The format of a nursery rhyme came into existence long before it was named so. A simple song sung to a child would have been the genesis of the nursery rhyme. The structure of the song would have been uncomplicated. It would have contained simple lyrics, a refrain or two and would have been set to an easy tune. A Tamil Nila nila odi vaa, nillaamal odi vaa introduced the child to the feel of alliteration, repetition, metre and rhyme while at the same time taught him the name of the shining object in the sky. It was an introduction to structured language.
For centuries, nursery rhymes have been passed orally from generation to generation. Every culture has its own nursery rhymes, plus additional ones that have been adopted from other societies.

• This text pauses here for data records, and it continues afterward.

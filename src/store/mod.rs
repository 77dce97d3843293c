//! Lease store adapters.
//!
//! A lease store is the shared, TTL-capable key-value surface all instances
//! coordinate through. The contract is deliberately tiny:
//!
//! - `try_acquire`: atomic create-if-absent with expiry. Returns `true` iff
//!   this call created the lease. Store failures are logged and reported as
//!   "not acquired" so the retry loop treats an outage like contention.
//! - `release`: unconditional, idempotent delete. Failures are logged and
//!   swallowed; an orphaned lease still expires via its TTL.
//!
//! Two adapters are provided: [`MemoryStore`] for in-process coordination
//! and tests, and [`FileStore`] where a shared directory is the store
//! (exclusive-create lease files with JSON metadata).

mod file;
mod memory;
mod metadata;

pub use file::FileStore;
pub use memory::MemoryStore;
pub use metadata::{LeaseInfo, LeaseMetadata};

/// Fixed prefix applied to lease keys inside a store, keeping them apart
/// from unrelated entries when the store is shared.
pub const LEASE_KEY_PREFIX: &str = "lock:";

/// Shared, TTL-capable store of lease records.
pub trait LeaseStore: Send + Sync {
    /// Atomically create the lease for `key` if and only if no non-expired
    /// lease exists, set to auto-expire after `ttl_millis`.
    ///
    /// Returns `true` iff this call created the lease. Must never panic or
    /// surface store errors: transient failures count as "not acquired".
    fn try_acquire(&self, key: &str, ttl_millis: u64) -> bool;

    /// Delete the lease for `key` unconditionally. Deleting an absent key
    /// is not an error.
    fn release(&self, key: &str);
}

In India, a country where story and song form the intrinsic fabric of life, the number of simple songs and rhymes that every region has created is infinite. However, with the coming of the British and the institutionalising of education, English learning not only became mandatory but started displacing existing folk songs and rhymes in schools.
Seldom have we stopped to ask the value and significance of these English verses. Unchallenged, Jacks and Jills, Humpty Dumptys, London bridges and other colonial couplets continue to rule the classrooms and children's minds. Rhymes like the evergreen Twinkle twinkle Little star set to tune by Mozart himself are of much value. Do these English rhymes have any relevance to the Indian child? For one, several of these rhymes written for children seem violent. While many of them alluded to the monarchy's rise and fall in England at the time they were written, never at any point were they pertinent to Indians. Does a girl in drought and famine-stricken Tamil Nadu singing, "rain rain go away, come again another day" make any sense? A rhyme, that perhaps held meaning in the constantly wet England. An Indian childhood is filled with mangoes, music and monsoons. It has cricket, crows and colours. It is about extended families, fairs and festivals.
While some schools and individuals have made and continue to make attempts to introduce these subjects as rhymes, the task of bringing about a national reformation is not an easy one.
For one, replacing Jack and Jill requires a movement on a massive scale.
This movement can be set forth only when there is awareness that the existing condition is not just obsolete but also irrelevant. Second, only with this awareness comes the need to create new rhymes that hold meaning to the Indian child. Here, an attempt to create an Indian parallel will require the combination of tremendous creative, literary and musical talent, besides a keen understanding of communicating with very young children. And then finally, in order to reach these to the children, a strong commitment from educators and parents is called for.
Just as we have taken the legacy of the English language and transformed it in our writing into something that reflects India and Indianness, so must this happen with the literature we expose our children to. Even if it is something as basic as the nursery rhyme.